**TRY IT:**
Identify all lines of the data containing the string "Option" and copy them.
(THE DATA begins)
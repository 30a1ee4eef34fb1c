//! The `variable` block decoder.

use hcl::Value;
use hcl_edit::structure::Block;
use peregrine_diagnostics::{Diagnostic, Diagnostics, SourceFiles};

use crate::ident::verify_block_labels;
use crate::schema::{
    BlockSchema, attr_value_span, block_type_span, eval_error_diag, evaluate, get_attr,
};
use crate::scope::EvalScope;

const SCHEMA: BlockSchema = BlockSchema {
    attrs: &["description", "type", "default", "sensitive"],
    blocks: &[],
};

#[derive(Clone, Debug, Default, PartialEq)]
pub struct Variable {
    pub name: String,
    pub description: Option<String>,
    /// The declared type expression, kept as source text. Type expressions
    /// are not value-evaluable and are not interpreted here.
    pub type_source: Option<String>,
    pub default: Option<Value>,
    pub sensitive: bool,
}

impl Variable {
    pub(crate) fn decode(
        block: &Block,
        scope: &EvalScope,
        sources: &SourceFiles,
        filename: &str,
    ) -> (Option<Self>, Diagnostics) {
        let mut diags = verify_block_labels(block, sources, filename);

        let Some(name) = crate::schema::first_label(block) else {
            let diag = Diagnostic::error("variable blocks require a name label");
            diags.push(sources.attach_snippet(
                diag,
                filename,
                &block_type_span(block),
                None,
            ));
            return (None, diags);
        };

        diags.extend(SCHEMA.verify(block, sources, filename, false));

        let ctx = scope.context();
        let mut variable = Variable {
            name: name.to_string(),
            ..Variable::default()
        };

        if let Some(attr) = get_attr(&block.body, "description") {
            match evaluate(&attr.value, &ctx) {
                Err(err) => diags.push(eval_error_diag(&err, attr, sources, filename, &ctx)),
                Ok(Value::String(description)) => variable.description = Some(description),
                Ok(_) => {
                    let diag = Diagnostic::error("variable description must be a string");
                    diags.push(sources.attach_snippet(
                        diag,
                        filename,
                        &attr_value_span(attr),
                        None,
                    ));
                }
            }
        }

        if let Some(attr) = get_attr(&block.body, "type") {
            variable.type_source = Some(attr.value.to_string().trim().to_string());
        }

        if let Some(attr) = get_attr(&block.body, "default") {
            match evaluate(&attr.value, &ctx) {
                Err(err) => diags.push(eval_error_diag(&err, attr, sources, filename, &ctx)),
                Ok(value) => variable.default = Some(value),
            }
        }

        if let Some(attr) = get_attr(&block.body, "sensitive") {
            match evaluate(&attr.value, &ctx) {
                Err(err) => diags.push(eval_error_diag(&err, attr, sources, filename, &ctx)),
                Ok(Value::Bool(sensitive)) => variable.sensitive = sensitive,
                Ok(_) => {
                    let diag = Diagnostic::error("variable sensitive must be a bool");
                    diags.push(sources.attach_snippet(
                        diag,
                        filename,
                        &attr_value_span(attr),
                        None,
                    ));
                }
            }
        }

        (Some(variable), diags)
    }

    /// The value bound under the `var` namespace.
    pub fn value(&self) -> Value {
        self.default.clone().unwrap_or(Value::Null)
    }
}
(THE DATA ends)
**SOLUTION TO THE PROBLEM:**
    pub description: Option<String>,
    pub type_source: Option<String>,
    pub default: Option<Value>,
    ) -> (Option<Self>, Diagnostics) {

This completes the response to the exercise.